3. Order 45, Civil P. C., was made applicable under the Adaptation of Laws Order, 1950, to applications for leave to appeal to the Supreme Court. It is provided in that Order that in the heading for 'King in Council', 'Supreme Court' is to be substituted and throughout that Order for 'His Majesty in Council', 'Supreme Court' is to be substituted. Reading Order 45 and reading 'Supreme Court' in place of 'His Majesty in Council' Order 45, Rule 7, provides that the applicant must, within the period of time fixed or within such extended period as may be granted, furnish security for the costs of the respondent and also deposit the amount required to defray the expense of translating, transcribing, indexing, printing and transmitting to the Supreme Court a correct copy of the whole record of the suit. So far as we can see the Rule gives this Court only limited power of extending the period mentioned in the Rule but it does not provide anywhere that this Court can direct that the security and amount needed for defraying the expenses mentioned above need not be deposited by the applicant in case he is found to be a pauper. The Rule makes it obligatory on this Court to insist on the deposit of the amounts mentioned in that Rule. Reference to the Rules framed by the Supreme Court as well as this Court also supports the same conclusion. Order 12, Rule l of the Supreme Court Rules makes Order 45 of the Code applicable to applications for leave to appeal to the Supreme Court. There is no provision making Order 44 applicable to such cases. Order 14 of the Supreme Court Rules makes provision for special leave to appeal to the Supreme Court in forma pauperis, and Order 44, Civil P. C., has been made applicable to such applications for special leave by Rule 4 of the said Order. Under chap. 23, Rule 22 of the Rules framed by this Court applications for leave to appeal to the Supreme Court are governed by the provisions of Order 45 of the Code. We are, therefore, satisfied that this application does not lie and it must fail.

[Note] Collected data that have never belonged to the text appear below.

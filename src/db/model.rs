//! Records persisted by the storage backends.

use crate::model::Item;
use chrono::{DateTime, Utc};
use serde::{Deserialize, Serialize};

/// On-disk form of a saved page.
#[derive(Debug, Clone, Serialize, Deserialize)]
pub struct StoredPage {
    pub url: String,
    pub owner: String,
    pub saved_at: DateTime<Utc>,
}

impl StoredPage {
    pub fn from_item(item: &Item) -> Self {
        Self {
            url: item.url.clone(),
            owner: item.owner.clone(),
            saved_at: Utc::now(),
        }
    }

    pub fn into_item(self) -> Item {
        Item {
            url: self.url,
            owner: self.owner,
        }
    }
}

4. Learned Counsel, Sri A. P. Dube, has, however, relied on a passage at p. 136 in Munni Ram Awasty v. Sheo Churn Awasty and Mussamat Neeut Kooer, (4 Moore's Indian Appeals, page 114). The passage, however, is not contained in the judgment of Lord Langdale, who decided the case, but was a suggestion made by Mr. Moore, which was for some reason, incorporated in the report. It is not necessary to consider how far the suggestion made by Mr. Moore was in accordance with the provisions of the Bengal Regulations 28 of 1814. The application must now be decided in accordance with the provisions of the Civil Procedure Code read with the various relevant rules that we have discussed above.

5. The view taken by us is supported by decisions of other High Courts: Jagadannad Asram v. Ragendra Boy and Ors., (1913) 18 I. C. 129: (17 Calcutta Law Journal, p. 381) ; Ramkishen Lal v. Manna Kumari, (3 Patna Law Journal, p. 179) ; Amba alias Padmavati v. Srinivasa Kamathi, (I. L. R. 42 Mad. p. 32) : A. I. R. 1918 Mad. 18 and Sm. Attar Kaur v. Lala Gopal Das and Ors., A. I. R. 1948 Lab 1.

6. The application has no force and is dismissed with costs.